Writers Behaving Badly

Years ago, when I first started writing, I bought a copy of Dangerous Men and Adventurous Women, a collection of scholarly essays about the appeal of the romance novel edited by bestselling author Jayne Ann Krentz. You see, reading romances was bad enough. Wanting to write them was tantamount to spitting in the Poet’s Corner at Westminster Abbey and betraying all my hard work as an English major. Reading dreck like romances required that I turn over my Mensa card immediately and scurry back to the respectable fiction aisle.

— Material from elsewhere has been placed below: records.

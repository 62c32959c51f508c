use std::sync::{
    atomic::{AtomicBool, Ordering},
    Arc,
};

use tokio::sync::watch;
use tracing::Instrument;
use uuid::Uuid;

use crate::{
    core::{
        config::PreviewConfig,
        errors::{PreviewError, PreviewResult},
        types::{BootstrapState, BootstrapStatus, NormalizedNode},
    },
    graph::store::PreviewRegistry,
    normalizer::{normalize_documents, FieldResolvers},
    providers::{
        http::PreviewTransport,
        search::{self, SearchQuery},
    },
    security::{cookies::CookieStore, token::decode_preview_cookie},
    typepaths::fetch_type_paths,
};

/// One preview bootstrap attempt bound to a repository. A handle bootstraps
/// at most once: after `BOOTSTRAPPED` a new trigger fails with
/// [`PreviewError::AlreadyBootstrapped`], and `FAILED` is final. Create a new
/// handle to retry.
pub struct PreviewBootstrap<T, C> {
    instance: Uuid,
    config: PreviewConfig,
    resolvers: FieldResolvers,
    transport: T,
    cookies: C,
    registry: Arc<PreviewRegistry>,
    status: watch::Sender<BootstrapStatus>,
    mounted: AtomicBool,
}

enum Guard {
    Proceed,
    Skip,
}

impl<T, C> PreviewBootstrap<T, C>
where
    T: PreviewTransport,
    C: CookieStore,
{
    pub fn new(
        registry: Arc<PreviewRegistry>,
        config: PreviewConfig,
        resolvers: FieldResolvers,
        transport: T,
        cookies: C,
    ) -> Self {
        let (status, _) = watch::channel(BootstrapStatus::init());
        Self {
            instance: Uuid::new_v4(),
            config,
            resolvers,
            transport,
            cookies,
            registry,
            status,
            mounted: AtomicBool::new(true),
        }
    }

    pub fn repository_name(&self) -> &str {
        &self.config.repository_name
    }

    pub fn status(&self) -> BootstrapStatus {
        self.status.borrow().clone()
    }

    pub fn subscribe(&self) -> watch::Receiver<BootstrapStatus> {
        self.status.subscribe()
    }

    /// Stops status updates from landing once the owner is gone. An in-flight
    /// bootstrap still merges its nodes into the registry.
    pub fn unmount(&self) {
        self.mounted.store(false, Ordering::SeqCst);
    }

    pub async fn trigger(&self) -> BootstrapStatus {
        let span = tracing::info_span!(
            "preview_bootstrap",
            repository = %self.config.repository_name,
            instance = %self.instance
        );

        match self.enter() {
            Guard::Skip => return self.status(),
            Guard::Proceed => {}
        }

        match self.run().instrument(span.clone()).await {
            Ok(nodes) => {
                self.registry.merge(&self.config.repository_name, nodes);
                span.in_scope(|| tracing::info!("preview bootstrapped"));
                self.publish(BootstrapStatus::bootstrapped());
            }
            Err(err) => {
                span.in_scope(|| tracing::warn!(code = err.code(), error = %err, "preview bootstrap failed"));
                self.publish(BootstrapStatus::failed(err));
            }
        }
        self.status()
    }

    // Checked and set in one step before the first suspension point.
    fn enter(&self) -> Guard {
        let mut guard = Guard::Skip;
        self.status.send_if_modified(|status| match status.state {
            BootstrapState::Init => {
                *status = BootstrapStatus::bootstrapping();
                guard = Guard::Proceed;
                true
            }
            BootstrapState::Bootstrapping => {
                tracing::debug!(instance = %self.instance, "bootstrap already in flight; ignoring trigger");
                false
            }
            BootstrapState::Bootstrapped => {
                if !self.is_mounted() {
                    tracing::debug!(instance = %self.instance, "owner unmounted; ignoring trigger");
                    return false;
                }
                *status = BootstrapStatus::failed(PreviewError::AlreadyBootstrapped);
                true
            }
            BootstrapState::Failed => false,
        });
        guard
    }

    fn is_mounted(&self) -> bool {
        self.mounted.load(Ordering::SeqCst)
    }

    fn publish(&self, next: BootstrapStatus) {
        if !self.is_mounted() {
            tracing::debug!(instance = %self.instance, state = next.state.as_str(), "owner unmounted; dropping status update");
            return;
        }
        self.status.send_replace(next);
    }

    async fn run(&self) -> PreviewResult<Vec<NormalizedNode>> {
        let repository_name = self.config.repository_name.as_str();
        self.config.validate()?;

        let raw = self
            .cookies
            .get(&self.config.cookie_name)
            .ok_or(PreviewError::PreviewCookieNotPresent)?;
        let token = decode_preview_cookie(&raw, repository_name)?;
        if !token.is_for(repository_name) {
            return Err(PreviewError::PreviewTokenNotForRepository {
                expected: repository_name.to_string(),
                found: token.repository_name,
            });
        }
        tracing::info!(release = token.release_id.as_deref().unwrap_or("-"), "preview session found");

        let query = SearchQuery::from_config(&self.config, token.preview_ref);
        let (type_paths, first_page) = futures::future::try_join(
            fetch_type_paths(&self.transport, &self.config.asset_prefix, repository_name),
            search::fetch_page(&self.transport, &query, 1),
        )
        .await?;
        let documents = search::fetch_remaining(&self.transport, &query, first_page).await?;
        tracing::debug!(documents = documents.len(), "fetched release documents");

        normalize_documents(&documents, &type_paths, &self.resolvers)
    }
}

impl PreviewRegistry {
    /// Creates a bootstrap handle for `config.repository_name` that merges into
    /// this registry.
    pub fn bootstrap<T, C>(
        self: &Arc<Self>,
        config: PreviewConfig,
        resolvers: FieldResolvers,
        transport: T,
        cookies: C,
    ) -> PreviewBootstrap<T, C>
    where
        T: PreviewTransport,
        C: CookieStore,
    {
        PreviewBootstrap::new(Arc::clone(self), config, resolvers, transport, cookies)
    }
}
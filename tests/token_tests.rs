use percent_encoding::{utf8_percent_encode, NON_ALPHANUMERIC};
use prismic_preview::{
    security::token::{decode_preview_cookie, decode_preview_ref},
    PreviewError,
};

#[test]
fn bare_refs_expose_repository_and_release() {
    let token = decode_preview_cookie("https://acme.prismic.io/previews/session-1:release-9", "acme")
        .expect("token decodes");

    assert_eq!(token.repository_name, "acme");
    assert_eq!(token.release_id.as_deref(), Some("release-9"));
    assert_eq!(token.preview_ref, "https://acme.prismic.io/previews/session-1:release-9");
    assert!(token.is_for("ACME"));
}

#[test]
fn refs_without_a_release_are_accepted() {
    let token = decode_preview_ref("https://acme.prismic.io/previews/session-1?websitePreviewId=abc")
        .expect("token decodes");

    assert_eq!(token.repository_name, "acme");
    assert_eq!(token.release_id, None);
}

#[test]
fn toolbar_cookie_picks_the_entry_for_the_repository() {
    let raw = r#"{"_tracker":"x","other.prismic.io":{"preview":"https://other.prismic.io/previews/s:1"},"acme.prismic.io":{"preview":"https://acme.prismic.io/previews/s:2"}}"#;
    let encoded = utf8_percent_encode(raw, NON_ALPHANUMERIC).to_string();

    let token = decode_preview_cookie(&encoded, "acme").expect("token decodes");
    assert_eq!(token.repository_name, "acme");
    assert_eq!(token.release_id.as_deref(), Some("2"));

    let foreign = decode_preview_cookie(&encoded, "third").expect("falls back to first session");
    assert!(!foreign.is_for("third"));
}

#[test]
fn garbage_is_an_invalid_token() {
    for raw in ["", "   ", "not a url", "%7Bbroken", "%7B%7D"] {
        let result = decode_preview_cookie(raw, "acme");
        assert!(
            matches!(result, Err(PreviewError::InvalidPreviewToken(_))),
            "{raw:?} should be rejected, got {result:?}"
        );
    }
}
pub mod cookies;
pub mod token;
//! Credential sanitation.

/// Strip every whitespace character (NBSP included) and every non-ASCII
/// character from a credential.
///
/// App passwords copied from web pages often carry spaces or non-breaking
/// spaces that SMTP and HTTP headers reject.
pub fn clean_credential(value: &str) -> String {
    value
        .chars()
        .filter(|c| c.is_ascii() && !c.is_whitespace())
        .collect()
}

/// Clean an optional credential, treating a value that cleans to nothing as absent.
pub fn clean_optional_credential(value: Option<&str>) -> Option<String> {
    value.map(clean_credential).filter(|v| !v.is_empty())
}

#[cfg(test)]
mod tests {
    use super::*;

    #[test]
    fn test_clean_credential_strips_whitespace_and_non_ascii() {
        assert_eq!(clean_credential(" abcd efgh\u{a0}ijkl\tmnop\n"), "abcdefghijklmnop");
        assert_eq!(clean_credential("pässwörd"), "psswrd");
        assert_eq!(clean_credential("user@example.com"), "user@example.com");
    }

    #[test]
    fn test_clean_optional_credential() {
        assert_eq!(clean_optional_credential(None), None);
        assert_eq!(clean_optional_credential(Some(" \u{a0} ")), None);
        assert_eq!(
            clean_optional_credential(Some(" sk-ant-123 ")),
            Some("sk-ant-123".to_string())
        );
    }
}
//! Invesco ETFs. The Invesco site blocks automated clients, so only QQQM is
//! supported, through the Nasdaq-100 constituents it tracks.

use std::collections::BTreeSet;

use log::info;

use super::NasdaqProvider;
use crate::errors::SourceError;

const NASDAQ_TRACKERS: &[&str] = &["QQQM", "QQQ"];

#[derive(Clone)]
pub struct InvescoProvider {
    nasdaq: NasdaqProvider,
}

impl InvescoProvider {
    pub fn new(nasdaq: NasdaqProvider) -> Self {
        Self { nasdaq }
    }

    pub async fn fetch(&self, ticker: &str) -> Result<BTreeSet<String>, SourceError> {
        let ticker = ticker.trim().to_uppercase();
        if !tracks_nasdaq_100(&ticker) {
            return Err(SourceError::Unsupported(format!(
                "Invesco {ticker}: holdings require a manual download from invesco.com"
            )));
        }
        info!("Invesco {}: using Nasdaq-100 constituents", ticker);
        self.nasdaq.fetch(Some("NDX")).await
    }
}

pub fn tracks_nasdaq_100(ticker: &str) -> bool {
    NASDAQ_TRACKERS
        .iter()
        .any(|known| known.eq_ignore_ascii_case(ticker.trim()))
}
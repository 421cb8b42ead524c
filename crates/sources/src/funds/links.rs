//! Disclosure page link selection.

use std::sync::OnceLock;

use log::debug;
use regex::Regex;
use scraper::Html;
use url::Url;

use super::profile::{DisclosureRequest, LinkRule};
use crate::errors::SourceError;
use crate::index::selector;

/// An anchor on a disclosure page.
#[derive(Debug, Clone, PartialEq, Eq)]
pub struct PageLink {
    pub text: String,
    pub href: String,
}

/// Year and month a link text refers to, e.g. `30 November 2025` → (2025, 11).
pub type Period = (i32, u32);

pub fn extract_page_links(html: &str) -> Result<Vec<PageLink>, SourceError> {
    let document = Html::parse_document(html);
    let anchors = selector("a[href]")?;
    Ok(document
        .select(&anchors)
        .filter_map(|anchor| {
            let href = anchor.value().attr("href")?.trim().to_string();
            let text = anchor
                .text()
                .collect::<String>()
                .split_whitespace()
                .collect::<Vec<_>>()
                .join(" ");
            Some(PageLink { text, href })
        })
        .collect())
}

/// Year and month mentioned in `text`. A year without a month ranks as
/// month 0 so any dated link of the same year beats it.
pub fn period_in(text: &str) -> Option<Period> {
    static YEAR: OnceLock<Option<Regex>> = OnceLock::new();
    static MONTH: OnceLock<Option<Regex>> = OnceLock::new();

    let lower = text.to_lowercase();
    let year = YEAR
        .get_or_init(|| Regex::new(r"\b(20\d{2})\b").ok())
        .as_ref()?
        .captures_iter(&lower)
        .filter_map(|c| c.get(1)?.as_str().parse::<i32>().ok())
        .max()?;

    let month = MONTH
        .get_or_init(|| {
            Regex::new(
                r"\b(jan|feb|mar|apr|may|jun|jul|aug|sep|oct|nov|dec)(?:uary|ruary|ch|il|e|y|ust|t|tember|ober|ember)?\b",
            )
            .ok()
        })
        .as_ref()
        .and_then(|re| re.captures(&lower))
        .and_then(|c| month_number(c.get(1)?.as_str()))
        .unwrap_or(0);

    Some((year, month))
}

fn month_number(abbrev: &str) -> Option<u32> {
    const MONTHS: [&str; 12] = [
        "jan", "feb", "mar", "apr", "may", "jun", "jul", "aug", "sep", "oct", "nov", "dec",
    ];
    MONTHS
        .iter()
        .position(|m| *m == abbrev)
        .map(|i| i as u32 + 1)
}

fn matches_rule(link: &PageLink, request: &DisclosureRequest) -> bool {
    let href = link.href.to_lowercase();
    let text = link.text.to_lowercase();

    match request.profile.link_rule {
        LinkRule::Scheme { extension } => {
            if !href.contains(extension) {
                return false;
            }
            let scheme = request.scheme_name.to_lowercase();
            let names_scheme = !scheme.is_empty() && text.contains(&scheme);
            let names_code = request
                .link_code
                .as_deref()
                .map(|code| code.to_lowercase())
                .is_some_and(|code| text.contains(&code) || href.contains(&code));
            names_scheme || names_code
        }
        LinkRule::Dated { extension } => href.contains(extension) && period_in(&link.text).is_some(),
    }
}

/// The matching link with the most recent period. Ties go to the link that
/// appears first on the page.
pub fn select_disclosure_link<'a>(
    links: &'a [PageLink],
    request: &DisclosureRequest,
) -> Option<&'a PageLink> {
    let selected = links
        .iter()
        .filter(|link| matches_rule(link, request))
        .rev()
        .max_by_key(|link| period_in(&link.text));
    if let Some(link) = selected {
        debug!("{}: selected '{}' -> {}", request.profile.id, link.text, link.href);
    }
    selected
}

/// Absolute URL of `href` as found on `page_url`.
pub fn resolve_link(page_url: &str, href: &str) -> Result<String, SourceError> {
    let base = Url::parse(page_url)
        .map_err(|e| SourceError::parse("URL", format!("{page_url}: {e}")))?;
    base.join(href)
        .map(String::from)
        .map_err(|e| SourceError::parse("URL", format!("{href}: {e}")))
}
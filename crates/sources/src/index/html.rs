use scraper::Selector;

use crate::errors::SourceError;

/// Compile a CSS selector.
pub(crate) fn selector(css: &str) -> Result<Selector, SourceError> {
    Selector::parse(css).map_err(|e| SourceError::parse("HTML", format!("invalid selector '{css}': {e:?}")))
}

But what exactly does “respectable” fiction look like? Having read my share of literary fiction–prizewinning literary fiction, at that—I can’t say that I’m consistently impressed. Considering how snide serious writers are about genre writers (read about the kerfuffle when the National Book Foundation folks decided to award its annual medal for distinguished contribution to American letters to Stephen King here), I find it vastly amusing when a genre writer gets a good jab in at the literati. Like King’s acceptance speech. Or even better, this excerpt from British romantic novelist Mary Wibberley’s book To Writers with Love. Not long after being asked by a woman at a literary society when she was planning to write a “real” book, Wibberley attended an Arts Council presentation in which several women novelists read excerpts of their work. During the presentation, she writes,

A fleeting—but scathing—reference to Mills & Boon and romance in general was made by one of them during the question session. I kept silent, oh foolish me, but afterwards went and read the blurbs on the covers of the books these authors had brought for sale. One was about an eighty-seven-year-old woman who decides to commit suicide and locks herself in a cupboard to do so. I wasn’t sure why. Another concerned a gorilla that is bred from a human ovum and goes to public school. So that’s literature. I had so often wondered. One day (when I have time) I am going to write a book about a one-legged Armenian transvestite who is forced to flee (well, hop, I suppose) to a Tibetan monastery after being seduced by his lesbian dentist. I’m quite confident I’ll get an Arts Council grant to write it. So, yes, lady from the literary society at which I spoke, I would like to write a real book. And that will be it. Or I might just build a pile of bricks.

 
*snort*
But one doesn’t have to get snippy to get a point across. Bless author Maya Rodale for this gem of a response!
Check out more here.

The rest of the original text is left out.